Goal of the exercise: Give the number of lines in the data below where the word "Ordering" appears, and nothing besides.

[Saved entries]
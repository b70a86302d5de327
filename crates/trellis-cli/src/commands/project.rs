//! Loading a project directory and resolving one of its scopes.

use std::path::{Path, PathBuf};

use miette::Result;
use trellis_core::dependencies_txt::{self, DependenciesTxt};
use trellis_core::dependency_set::DependencySet;
use trellis_core::qualified::QualifiedDependencySet;
use trellis_core::settings::Settings;
use trellis_maven::DirectoryRepository;
use trellis_resolver::{DependencyResolver, RepoSet, ResolveResult};
use trellis_util::errors::TrellisError;
use trellis_util::progress;

/// `dependencies.txt` and `trellis.toml` of one directory.
pub struct Project {
    pub dir: PathBuf,
    pub settings: Settings,
    pub dependencies: DependenciesTxt,
}

impl Project {
    pub fn load(dir: &Path) -> Result<Self> {
        let settings = Settings::load(dir)?;
        let dependencies = DependenciesTxt::load(dir)?.ok_or_else(|| TrellisError::Config {
            message: format!(
                "No {} found in {}",
                dependencies_txt::FILE_NAME,
                dir.display()
            ),
        })?;
        Ok(Self {
            dir: dir.to_path_buf(),
            settings,
            dependencies,
        })
    }

    /// Directory repositories from `[repositories]`, relative paths taken
    /// from the project directory.
    pub fn resolver(&self) -> Result<DependencyResolver> {
        let mut repos = RepoSet::default();
        for (name, location) in &self.settings.repositories {
            if location.contains("://") {
                progress::status_warn(
                    "Skipping",
                    &format!("repository {name}: only directories are supported ({location})"),
                );
                continue;
            }
            tracing::debug!("Repository {name} at {location}");
            repos = repos.and(DirectoryRepository::new(name, self.dir.join(location)));
        }
        if repos.is_empty() {
            return Err(TrellisError::Config {
                message: "No repository directory configured in [repositories]".to_string(),
            }
            .into());
        }
        Ok(DependencyResolver::of(repos).with_parameters(self.settings.resolution.clone()))
    }

    pub fn scope(&self, scope: &str) -> Result<DependencySet> {
        match scope {
            "compile" => Ok(self.dependencies.compute_compile_deps()),
            "runtime" => Ok(self.dependencies.compute_runtime_deps()),
            "test" => Ok(self.dependencies.compute_test_deps()),
            other => Err(TrellisError::Config {
                message: format!("Unknown scope '{other}', expected compile, runtime or test"),
            }
            .into()),
        }
    }
}

/// Resolve `set` behind a spinner and report what was found.
pub async fn resolve(
    resolver: &DependencyResolver,
    set: &QualifiedDependencySet,
) -> Result<ResolveResult> {
    let pb = progress::spinner(&format!("Resolving {} dependencies", set.len()));
    let result = resolver.resolve_qualified(set).await;
    pb.finish_and_clear();
    let result = result?;

    progress::status(
        "Resolved",
        &format!(
            "{} modules to {} files",
            result.resolved_versions.len(),
            result.files.len()
        ),
    );
    for error in &result.errors {
        progress::status_warn("Warning", &error.to_string());
    }
    Ok(result)
}
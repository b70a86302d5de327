//! Handler for `trellis ide`.

use std::path::Path;

use miette::Result;
use trellis_core::dependency::Dependency;
use trellis_core::qualified::QualifiedDependencySet;

use super::project::{self, Project};

pub async fn exec(dir: &Path) -> Result<()> {
    let project = Project::load(dir)?;
    let deps = &project.dependencies;
    let ide = QualifiedDependencySet::compute_ide_dependencies(
        &deps.compute_compile_deps(),
        &deps.compute_runtime_deps(),
        &deps.compute_test_deps(),
        project.settings.resolution.conflict_strategy,
    )?;
    let result = project::resolve(&project.resolver()?, &ide).await?;

    for entry in ide.entries() {
        let qualifier = entry.qualifier().unwrap_or("compile");
        match &entry.dependency {
            Dependency::Coordinate(dep) => {
                let coordinate = match result.version_of(dep.module_id()) {
                    Some(version) => dep.coordinate.with_version(version.clone()),
                    None => dep.coordinate.clone(),
                };
                println!("{qualifier}: {}", coordinate.to_short_string());
            }
            other => println!("{qualifier}: {other}"),
        }
    }
    Ok(())
}
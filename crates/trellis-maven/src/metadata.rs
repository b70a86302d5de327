//! `maven-metadata.xml` reading for version listing.

use quick_xml::events::Event;
use quick_xml::Reader;
use trellis_util::errors::{TrellisError, TrellisResult};

/// Module-level metadata listing published versions.
#[derive(Debug, Clone, Default, PartialEq)]
pub struct MavenMetadata {
    pub group_id: Option<String>,
    pub artifact_id: Option<String>,
    pub latest: Option<String>,
    pub release: Option<String>,
    pub versions: Vec<String>,
}

pub fn parse_metadata(xml: &str) -> TrellisResult<MavenMetadata> {
    let mut reader = Reader::from_str(xml);
    reader.config_mut().trim_text(true);

    let mut meta = MavenMetadata::default();
    let mut path: Vec<String> = Vec::new();
    let mut text = String::new();

    loop {
        let event = reader
            .read_event()
            .map_err(|e| TrellisError::parse(format!("Malformed maven-metadata.xml: {e}")))?;
        match event {
            Event::Start(e) => {
                path.push(String::from_utf8_lossy(e.name().as_ref()).into_owned());
                text.clear();
            }
            Event::Text(e) => {
                text = e
                    .unescape()
                    .map_err(|e| TrellisError::parse(format!("Malformed metadata text: {e}")))?
                    .into_owned();
            }
            Event::End(_) => {
                match path.join(">").as_str() {
                    "metadata>groupId" => meta.group_id = Some(text.clone()),
                    "metadata>artifactId" => meta.artifact_id = Some(text.clone()),
                    "metadata>versioning>latest" => meta.latest = Some(text.clone()),
                    "metadata>versioning>release" => meta.release = Some(text.clone()),
                    "metadata>versioning>versions>version" => meta.versions.push(text.clone()),
                    _ => {}
                }
                path.pop();
                text.clear();
            }
            Event::Eof => break,
            _ => {}
        }
    }

    Ok(meta)
}

#[cfg(test)]
mod tests {
    use super::*;

    #[test]
    fn lists_versions_in_document_order() {
        let xml = r#"<?xml version="1.0" encoding="UTF-8"?>
<metadata>
  <groupId>org.acme</groupId>
  <artifactId>acme-core</artifactId>
  <versioning>
    <latest>2.0-SNAPSHOT</latest>
    <release>1.5</release>
    <versions>
      <version>1.0</version>
      <version>1.5</version>
      <version>2.0-SNAPSHOT</version>
    </versions>
    <lastUpdated>20240101120000</lastUpdated>
  </versioning>
</metadata>"#;
        let meta = parse_metadata(xml).unwrap();
        assert_eq!(meta.artifact_id.as_deref(), Some("acme-core"));
        assert_eq!(meta.release.as_deref(), Some("1.5"));
        assert_eq!(meta.versions, ["1.0", "1.5", "2.0-SNAPSHOT"]);
    }

    #[test]
    fn rejects_mismatched_tags() {
        assert!(parse_metadata("<metadata><versioning></metadata>").is_err());
    }
}
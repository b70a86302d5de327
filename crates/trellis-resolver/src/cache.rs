//! Caller-owned memo of repository answers.
//!
//! The cache is passed into each resolution explicitly. Cloning it yields a
//! handle on the same storage, so one cache can serve several resolutions
//! and the concurrent branches of a single one. Only answers are memoised;
//! repository failures are retried on the next lookup.

use std::path::PathBuf;
use std::sync::atomic::{AtomicUsize, Ordering};
use std::sync::Arc;

use dashmap::DashMap;
use trellis_core::coordinate::Coordinate;
use trellis_core::module_id::ModuleId;
use trellis_core::version::Version;

use crate::repository::Descriptor;

#[derive(Debug, Default)]
struct Inner {
    descriptors: DashMap<Coordinate, Option<Arc<Descriptor>>>,
    versions: DashMap<ModuleId, Arc<Vec<Version>>>,
    artifacts: DashMap<Coordinate, Option<PathBuf>>,
    hits: AtomicUsize,
    misses: AtomicUsize,
}

/// Hit/miss counters of a [`ResolutionCache`].
#[derive(Debug, Clone, Copy, PartialEq, Eq, Default)]
pub struct CacheStats {
    pub hits: usize,
    pub misses: usize,
    pub entries: usize,
}

#[derive(Debug, Clone, Default)]
pub struct ResolutionCache {
    inner: Arc<Inner>,
}

impl ResolutionCache {
    pub fn new() -> Self {
        Self::default()
    }

    /// `Some(None)` records that no repository has the descriptor.
    pub fn descriptor(&self, coordinate: &Coordinate) -> Option<Option<Arc<Descriptor>>> {
        let found = self.inner.descriptors.get(coordinate).map(|e| e.value().clone());
        self.count(found.is_some());
        found
    }

    pub fn put_descriptor(&self, coordinate: Coordinate, descriptor: Option<Arc<Descriptor>>) {
        self.inner.descriptors.insert(coordinate, descriptor);
    }

    pub fn versions(&self, module: &ModuleId) -> Option<Arc<Vec<Version>>> {
        let found = self.inner.versions.get(module).map(|e| e.value().clone());
        self.count(found.is_some());
        found
    }

    pub fn put_versions(&self, module: ModuleId, versions: Arc<Vec<Version>>) {
        self.inner.versions.insert(module, versions);
    }

    pub fn artifact(&self, coordinate: &Coordinate) -> Option<Option<PathBuf>> {
        let found = self.inner.artifacts.get(coordinate).map(|e| e.value().clone());
        self.count(found.is_some());
        found
    }

    pub fn put_artifact(&self, coordinate: Coordinate, path: Option<PathBuf>) {
        self.inner.artifacts.insert(coordinate, path);
    }

    pub fn clear(&self) {
        self.inner.descriptors.clear();
        self.inner.versions.clear();
        self.inner.artifacts.clear();
        self.inner.hits.store(0, Ordering::Relaxed);
        self.inner.misses.store(0, Ordering::Relaxed);
    }

    pub fn stats(&self) -> CacheStats {
        CacheStats {
            hits: self.inner.hits.load(Ordering::Relaxed),
            misses: self.inner.misses.load(Ordering::Relaxed),
            entries: self.inner.descriptors.len()
                + self.inner.versions.len()
                + self.inner.artifacts.len(),
        }
    }

    fn count(&self, hit: bool) {
        let counter = if hit {
            &self.inner.hits
        } else {
            &self.inner.misses
        };
        counter.fetch_add(1, Ordering::Relaxed);
    }
}

#[cfg(test)]
mod tests {
    use super::*;

    #[test]
    fn memoises_negative_answers() {
        let cache = ResolutionCache::new();
        let c = Coordinate::parse("g:a:1").unwrap();
        assert!(cache.descriptor(&c).is_none());
        cache.put_descriptor(c.clone(), None);
        assert_eq!(cache.descriptor(&c), Some(None));
        assert_eq!(
            cache.stats(),
            CacheStats {
                hits: 1,
                misses: 1,
                entries: 1
            }
        );
    }

    #[test]
    fn clones_share_storage() {
        let cache = ResolutionCache::new();
        let other = cache.clone();
        other.put_artifact(Coordinate::parse("g:a:1").unwrap(), Some("a.jar".into()));
        assert_eq!(cache.stats().entries, 1);
        cache.clear();
        assert_eq!(other.stats(), CacheStats::default());
    }
}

Reply: 6